§ **REQUIRED ACTION**: Copy out each line below containing "preview".

━━━ INFORMATION PROVIDED ━━━

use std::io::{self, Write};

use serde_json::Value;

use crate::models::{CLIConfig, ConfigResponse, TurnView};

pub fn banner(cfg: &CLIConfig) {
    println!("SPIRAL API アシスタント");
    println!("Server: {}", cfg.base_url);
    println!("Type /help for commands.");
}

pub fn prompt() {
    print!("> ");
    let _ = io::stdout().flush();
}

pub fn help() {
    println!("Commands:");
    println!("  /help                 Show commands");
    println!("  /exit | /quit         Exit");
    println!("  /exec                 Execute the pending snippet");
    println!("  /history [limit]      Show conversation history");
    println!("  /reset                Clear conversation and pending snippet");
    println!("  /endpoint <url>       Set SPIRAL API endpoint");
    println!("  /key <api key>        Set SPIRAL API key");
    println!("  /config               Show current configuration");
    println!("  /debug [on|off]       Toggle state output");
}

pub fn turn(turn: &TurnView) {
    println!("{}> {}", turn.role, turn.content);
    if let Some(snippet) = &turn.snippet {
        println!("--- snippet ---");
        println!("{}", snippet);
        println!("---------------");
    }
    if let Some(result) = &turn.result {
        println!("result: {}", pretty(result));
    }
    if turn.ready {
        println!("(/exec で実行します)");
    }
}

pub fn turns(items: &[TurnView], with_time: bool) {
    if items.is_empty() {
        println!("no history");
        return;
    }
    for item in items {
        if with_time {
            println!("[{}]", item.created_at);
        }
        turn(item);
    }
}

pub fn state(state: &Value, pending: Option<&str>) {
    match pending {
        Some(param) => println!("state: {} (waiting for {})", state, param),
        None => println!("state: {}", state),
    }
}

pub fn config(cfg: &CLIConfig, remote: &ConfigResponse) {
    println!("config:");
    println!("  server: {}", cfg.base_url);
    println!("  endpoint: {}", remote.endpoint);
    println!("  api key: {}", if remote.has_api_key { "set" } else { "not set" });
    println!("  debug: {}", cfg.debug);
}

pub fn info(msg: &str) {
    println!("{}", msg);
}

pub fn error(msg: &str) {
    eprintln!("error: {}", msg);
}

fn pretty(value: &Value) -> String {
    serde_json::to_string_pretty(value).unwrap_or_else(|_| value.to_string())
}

━━━
━━━ INFORMATION PROVIDED ━━━

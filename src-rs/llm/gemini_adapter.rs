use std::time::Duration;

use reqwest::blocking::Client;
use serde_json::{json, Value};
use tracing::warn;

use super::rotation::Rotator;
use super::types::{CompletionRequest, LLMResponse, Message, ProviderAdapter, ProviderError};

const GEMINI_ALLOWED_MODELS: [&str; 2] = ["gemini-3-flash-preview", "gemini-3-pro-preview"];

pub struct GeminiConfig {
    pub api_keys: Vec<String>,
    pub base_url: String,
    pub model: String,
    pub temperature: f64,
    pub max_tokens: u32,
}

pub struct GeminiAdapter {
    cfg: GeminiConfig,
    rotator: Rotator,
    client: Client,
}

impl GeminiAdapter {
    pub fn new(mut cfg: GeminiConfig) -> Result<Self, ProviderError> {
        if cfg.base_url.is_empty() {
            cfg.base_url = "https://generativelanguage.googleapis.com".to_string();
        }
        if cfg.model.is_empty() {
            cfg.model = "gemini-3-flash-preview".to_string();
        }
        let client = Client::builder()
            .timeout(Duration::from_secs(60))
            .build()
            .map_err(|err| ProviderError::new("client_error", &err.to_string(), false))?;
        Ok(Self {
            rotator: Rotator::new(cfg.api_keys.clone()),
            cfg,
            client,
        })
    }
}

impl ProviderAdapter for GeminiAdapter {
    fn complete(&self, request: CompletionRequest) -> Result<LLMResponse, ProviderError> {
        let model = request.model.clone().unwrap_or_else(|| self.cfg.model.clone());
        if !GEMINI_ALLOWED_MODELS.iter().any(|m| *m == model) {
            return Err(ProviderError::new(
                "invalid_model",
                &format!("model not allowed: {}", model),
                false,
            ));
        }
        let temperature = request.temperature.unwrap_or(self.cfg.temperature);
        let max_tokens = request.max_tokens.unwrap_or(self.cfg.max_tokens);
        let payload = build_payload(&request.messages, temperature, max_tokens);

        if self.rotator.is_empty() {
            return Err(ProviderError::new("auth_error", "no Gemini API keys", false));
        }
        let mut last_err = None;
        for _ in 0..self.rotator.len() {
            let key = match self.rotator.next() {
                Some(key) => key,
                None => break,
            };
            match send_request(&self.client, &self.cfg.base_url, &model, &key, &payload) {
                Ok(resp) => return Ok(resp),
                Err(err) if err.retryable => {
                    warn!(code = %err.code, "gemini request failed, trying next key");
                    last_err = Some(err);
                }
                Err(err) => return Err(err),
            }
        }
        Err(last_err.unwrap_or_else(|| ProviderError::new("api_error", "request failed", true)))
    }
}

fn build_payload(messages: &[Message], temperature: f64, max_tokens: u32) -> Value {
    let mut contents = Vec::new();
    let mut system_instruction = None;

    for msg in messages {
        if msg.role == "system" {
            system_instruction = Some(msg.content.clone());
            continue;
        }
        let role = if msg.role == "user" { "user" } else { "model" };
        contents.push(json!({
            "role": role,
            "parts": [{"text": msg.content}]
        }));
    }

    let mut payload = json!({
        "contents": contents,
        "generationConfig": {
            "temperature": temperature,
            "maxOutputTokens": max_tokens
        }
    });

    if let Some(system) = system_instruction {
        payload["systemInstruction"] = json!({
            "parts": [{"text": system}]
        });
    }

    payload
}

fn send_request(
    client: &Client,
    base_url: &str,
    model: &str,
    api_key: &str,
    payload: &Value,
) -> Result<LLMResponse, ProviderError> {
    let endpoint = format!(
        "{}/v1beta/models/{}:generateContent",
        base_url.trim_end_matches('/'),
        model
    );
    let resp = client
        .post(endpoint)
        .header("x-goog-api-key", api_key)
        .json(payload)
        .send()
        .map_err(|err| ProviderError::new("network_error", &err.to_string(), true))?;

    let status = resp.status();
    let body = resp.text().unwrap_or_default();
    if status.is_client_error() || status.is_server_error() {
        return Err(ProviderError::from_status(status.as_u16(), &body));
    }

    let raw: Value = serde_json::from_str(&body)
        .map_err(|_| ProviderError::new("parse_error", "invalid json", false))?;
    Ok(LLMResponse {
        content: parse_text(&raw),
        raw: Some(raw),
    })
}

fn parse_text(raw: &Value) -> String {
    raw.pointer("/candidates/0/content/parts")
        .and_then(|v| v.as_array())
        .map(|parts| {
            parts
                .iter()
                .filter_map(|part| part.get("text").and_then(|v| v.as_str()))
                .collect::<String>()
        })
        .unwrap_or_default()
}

━━━
━━━ INFORMATION PROVIDED ━━━

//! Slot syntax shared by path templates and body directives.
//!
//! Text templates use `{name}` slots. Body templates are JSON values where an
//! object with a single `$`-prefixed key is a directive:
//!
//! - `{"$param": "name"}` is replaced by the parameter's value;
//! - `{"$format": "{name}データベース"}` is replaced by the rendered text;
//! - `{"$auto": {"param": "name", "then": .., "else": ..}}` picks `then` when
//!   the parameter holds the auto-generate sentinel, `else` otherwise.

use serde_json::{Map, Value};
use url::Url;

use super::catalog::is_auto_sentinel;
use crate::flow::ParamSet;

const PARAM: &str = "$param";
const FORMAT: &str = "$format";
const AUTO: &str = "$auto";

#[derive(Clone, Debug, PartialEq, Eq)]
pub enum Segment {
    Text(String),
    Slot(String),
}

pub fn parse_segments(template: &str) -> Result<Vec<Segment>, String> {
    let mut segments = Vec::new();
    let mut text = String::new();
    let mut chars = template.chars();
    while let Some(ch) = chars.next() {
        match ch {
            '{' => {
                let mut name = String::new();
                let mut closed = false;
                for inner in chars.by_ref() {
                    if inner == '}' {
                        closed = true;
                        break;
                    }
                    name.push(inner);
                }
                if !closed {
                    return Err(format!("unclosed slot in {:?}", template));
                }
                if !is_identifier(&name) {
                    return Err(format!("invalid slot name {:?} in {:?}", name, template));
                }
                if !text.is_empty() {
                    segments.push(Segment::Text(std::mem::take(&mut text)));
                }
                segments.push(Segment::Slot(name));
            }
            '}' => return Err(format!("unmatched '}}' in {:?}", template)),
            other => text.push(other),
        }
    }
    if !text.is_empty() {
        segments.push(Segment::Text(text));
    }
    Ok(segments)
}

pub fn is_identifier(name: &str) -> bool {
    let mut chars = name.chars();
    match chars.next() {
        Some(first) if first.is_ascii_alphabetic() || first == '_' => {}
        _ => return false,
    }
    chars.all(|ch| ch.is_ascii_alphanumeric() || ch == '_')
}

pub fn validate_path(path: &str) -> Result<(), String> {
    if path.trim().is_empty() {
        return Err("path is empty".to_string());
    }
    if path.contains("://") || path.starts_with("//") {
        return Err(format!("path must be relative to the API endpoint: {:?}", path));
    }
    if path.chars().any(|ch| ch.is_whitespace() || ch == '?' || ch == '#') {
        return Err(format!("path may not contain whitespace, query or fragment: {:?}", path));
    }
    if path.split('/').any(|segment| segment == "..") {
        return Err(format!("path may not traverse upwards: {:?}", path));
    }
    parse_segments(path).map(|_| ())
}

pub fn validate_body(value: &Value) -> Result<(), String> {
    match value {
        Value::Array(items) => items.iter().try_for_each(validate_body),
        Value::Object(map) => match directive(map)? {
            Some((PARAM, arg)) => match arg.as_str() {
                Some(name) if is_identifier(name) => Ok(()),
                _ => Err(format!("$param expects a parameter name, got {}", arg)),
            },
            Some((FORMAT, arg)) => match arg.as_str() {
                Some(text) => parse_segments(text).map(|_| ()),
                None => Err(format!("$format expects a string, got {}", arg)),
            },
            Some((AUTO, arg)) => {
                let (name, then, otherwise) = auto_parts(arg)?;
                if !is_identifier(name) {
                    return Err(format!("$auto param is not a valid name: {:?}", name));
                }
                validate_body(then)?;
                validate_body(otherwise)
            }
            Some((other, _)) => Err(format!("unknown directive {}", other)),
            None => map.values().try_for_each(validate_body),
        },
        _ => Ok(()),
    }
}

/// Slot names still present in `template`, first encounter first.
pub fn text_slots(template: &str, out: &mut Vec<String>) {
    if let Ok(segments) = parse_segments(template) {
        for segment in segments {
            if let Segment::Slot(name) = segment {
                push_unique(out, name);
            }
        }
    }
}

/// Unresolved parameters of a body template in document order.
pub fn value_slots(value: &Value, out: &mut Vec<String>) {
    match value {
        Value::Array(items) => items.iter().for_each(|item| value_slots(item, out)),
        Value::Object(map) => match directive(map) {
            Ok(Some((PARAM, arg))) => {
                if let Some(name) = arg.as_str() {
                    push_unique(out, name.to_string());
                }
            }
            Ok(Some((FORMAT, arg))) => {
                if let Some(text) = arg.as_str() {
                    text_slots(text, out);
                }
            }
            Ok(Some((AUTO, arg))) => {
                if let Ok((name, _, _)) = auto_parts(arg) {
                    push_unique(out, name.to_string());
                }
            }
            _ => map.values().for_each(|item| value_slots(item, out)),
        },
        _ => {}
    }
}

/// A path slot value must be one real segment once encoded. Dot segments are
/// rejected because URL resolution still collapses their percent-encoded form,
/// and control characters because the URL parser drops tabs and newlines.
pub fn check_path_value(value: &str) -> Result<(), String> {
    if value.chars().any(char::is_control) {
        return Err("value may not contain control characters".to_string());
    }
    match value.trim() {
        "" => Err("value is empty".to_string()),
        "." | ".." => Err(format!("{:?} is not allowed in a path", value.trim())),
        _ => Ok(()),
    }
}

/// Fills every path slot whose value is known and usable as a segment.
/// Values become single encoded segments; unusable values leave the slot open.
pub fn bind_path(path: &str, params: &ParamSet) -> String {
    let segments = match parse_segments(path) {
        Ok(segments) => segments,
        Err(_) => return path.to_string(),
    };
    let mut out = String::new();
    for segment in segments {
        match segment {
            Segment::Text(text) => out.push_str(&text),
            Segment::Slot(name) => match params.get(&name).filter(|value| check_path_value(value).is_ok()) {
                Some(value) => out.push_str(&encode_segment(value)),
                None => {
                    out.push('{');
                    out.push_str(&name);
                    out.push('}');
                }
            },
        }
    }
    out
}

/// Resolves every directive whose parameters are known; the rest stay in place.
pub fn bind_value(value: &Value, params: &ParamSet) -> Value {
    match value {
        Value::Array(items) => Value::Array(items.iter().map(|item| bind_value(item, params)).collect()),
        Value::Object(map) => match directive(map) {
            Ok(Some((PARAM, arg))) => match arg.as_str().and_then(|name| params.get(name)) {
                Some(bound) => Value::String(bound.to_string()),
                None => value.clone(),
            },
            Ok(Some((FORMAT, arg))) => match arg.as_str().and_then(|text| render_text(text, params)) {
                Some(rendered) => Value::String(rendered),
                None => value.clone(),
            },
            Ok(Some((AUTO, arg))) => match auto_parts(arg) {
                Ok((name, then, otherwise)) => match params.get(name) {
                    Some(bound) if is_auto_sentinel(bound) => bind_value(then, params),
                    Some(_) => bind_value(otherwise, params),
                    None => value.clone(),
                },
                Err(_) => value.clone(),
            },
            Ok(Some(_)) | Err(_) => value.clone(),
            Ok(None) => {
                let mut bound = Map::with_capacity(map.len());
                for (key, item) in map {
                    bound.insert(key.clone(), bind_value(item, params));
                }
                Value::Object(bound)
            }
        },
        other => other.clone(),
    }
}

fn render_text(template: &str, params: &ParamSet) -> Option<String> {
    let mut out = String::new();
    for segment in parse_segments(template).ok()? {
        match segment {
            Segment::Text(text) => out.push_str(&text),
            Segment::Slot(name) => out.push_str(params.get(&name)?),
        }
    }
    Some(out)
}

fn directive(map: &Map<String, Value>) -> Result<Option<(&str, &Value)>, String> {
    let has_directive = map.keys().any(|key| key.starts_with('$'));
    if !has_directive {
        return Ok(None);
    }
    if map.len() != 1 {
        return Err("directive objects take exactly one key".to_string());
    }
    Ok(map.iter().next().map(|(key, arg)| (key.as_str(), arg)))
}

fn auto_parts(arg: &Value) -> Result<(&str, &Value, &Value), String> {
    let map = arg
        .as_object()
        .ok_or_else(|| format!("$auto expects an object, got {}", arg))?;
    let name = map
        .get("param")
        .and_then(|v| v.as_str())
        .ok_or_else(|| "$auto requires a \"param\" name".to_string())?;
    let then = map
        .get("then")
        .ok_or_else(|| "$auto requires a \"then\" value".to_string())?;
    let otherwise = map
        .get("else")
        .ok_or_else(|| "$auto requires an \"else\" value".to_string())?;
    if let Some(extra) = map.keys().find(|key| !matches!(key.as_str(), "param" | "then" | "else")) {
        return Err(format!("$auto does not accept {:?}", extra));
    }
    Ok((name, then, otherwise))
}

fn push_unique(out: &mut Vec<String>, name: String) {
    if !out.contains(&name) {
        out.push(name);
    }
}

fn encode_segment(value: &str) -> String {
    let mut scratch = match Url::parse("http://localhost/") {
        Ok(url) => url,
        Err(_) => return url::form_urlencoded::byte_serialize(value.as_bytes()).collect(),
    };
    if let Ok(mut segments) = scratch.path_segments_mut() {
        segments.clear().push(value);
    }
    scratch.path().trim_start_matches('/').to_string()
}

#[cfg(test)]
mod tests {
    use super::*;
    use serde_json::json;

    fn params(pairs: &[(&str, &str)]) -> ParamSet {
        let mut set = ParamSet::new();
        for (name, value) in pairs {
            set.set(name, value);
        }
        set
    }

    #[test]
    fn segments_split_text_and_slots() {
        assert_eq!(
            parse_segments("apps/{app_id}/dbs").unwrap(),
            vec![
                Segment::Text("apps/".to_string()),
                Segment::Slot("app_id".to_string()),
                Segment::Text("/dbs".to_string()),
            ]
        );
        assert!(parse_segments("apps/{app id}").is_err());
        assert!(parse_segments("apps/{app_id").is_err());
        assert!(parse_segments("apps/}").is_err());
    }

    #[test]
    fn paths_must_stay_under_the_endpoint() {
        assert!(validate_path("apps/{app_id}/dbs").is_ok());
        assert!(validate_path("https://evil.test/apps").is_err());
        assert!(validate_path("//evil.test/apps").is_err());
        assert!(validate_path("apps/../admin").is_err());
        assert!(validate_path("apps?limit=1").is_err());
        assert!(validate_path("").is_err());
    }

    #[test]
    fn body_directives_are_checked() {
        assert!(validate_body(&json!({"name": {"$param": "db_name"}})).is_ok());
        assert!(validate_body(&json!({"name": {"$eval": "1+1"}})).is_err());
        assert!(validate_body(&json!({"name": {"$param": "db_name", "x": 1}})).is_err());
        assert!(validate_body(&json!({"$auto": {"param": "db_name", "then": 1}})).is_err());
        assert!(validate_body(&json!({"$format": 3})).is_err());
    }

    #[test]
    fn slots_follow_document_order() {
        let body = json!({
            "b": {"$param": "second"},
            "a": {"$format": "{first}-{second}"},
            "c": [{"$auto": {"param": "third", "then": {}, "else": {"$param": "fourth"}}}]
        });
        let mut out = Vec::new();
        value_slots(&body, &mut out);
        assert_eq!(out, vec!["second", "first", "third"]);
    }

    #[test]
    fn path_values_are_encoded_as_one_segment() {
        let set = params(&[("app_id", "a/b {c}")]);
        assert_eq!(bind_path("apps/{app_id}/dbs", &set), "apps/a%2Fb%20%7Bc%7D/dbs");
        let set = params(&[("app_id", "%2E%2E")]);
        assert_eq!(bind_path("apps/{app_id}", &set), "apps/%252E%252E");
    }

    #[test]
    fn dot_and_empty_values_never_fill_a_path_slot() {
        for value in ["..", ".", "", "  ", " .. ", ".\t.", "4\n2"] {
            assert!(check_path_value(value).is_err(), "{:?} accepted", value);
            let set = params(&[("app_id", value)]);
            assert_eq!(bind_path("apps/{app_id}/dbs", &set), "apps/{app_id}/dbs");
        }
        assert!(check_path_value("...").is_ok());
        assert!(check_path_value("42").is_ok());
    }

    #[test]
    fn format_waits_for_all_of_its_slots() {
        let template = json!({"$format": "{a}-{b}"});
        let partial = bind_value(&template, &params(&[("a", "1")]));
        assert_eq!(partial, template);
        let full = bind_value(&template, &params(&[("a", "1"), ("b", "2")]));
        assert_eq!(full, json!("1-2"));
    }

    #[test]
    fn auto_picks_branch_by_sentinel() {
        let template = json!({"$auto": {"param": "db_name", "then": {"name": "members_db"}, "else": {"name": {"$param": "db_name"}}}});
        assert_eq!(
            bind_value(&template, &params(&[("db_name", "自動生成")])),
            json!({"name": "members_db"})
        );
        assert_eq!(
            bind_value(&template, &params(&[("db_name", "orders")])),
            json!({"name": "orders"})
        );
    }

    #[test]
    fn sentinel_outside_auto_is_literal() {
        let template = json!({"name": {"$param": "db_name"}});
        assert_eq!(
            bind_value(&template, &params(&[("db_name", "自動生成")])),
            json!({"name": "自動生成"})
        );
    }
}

━━━

§ **YOUR SOLUTION**:
const GEMINI_ALLOWED_MODELS: [&str; 2] = ["gemini-3-flash-preview", "gemini-3-pro-preview"];
            cfg.model = "gemini-3-flash-preview".to_string();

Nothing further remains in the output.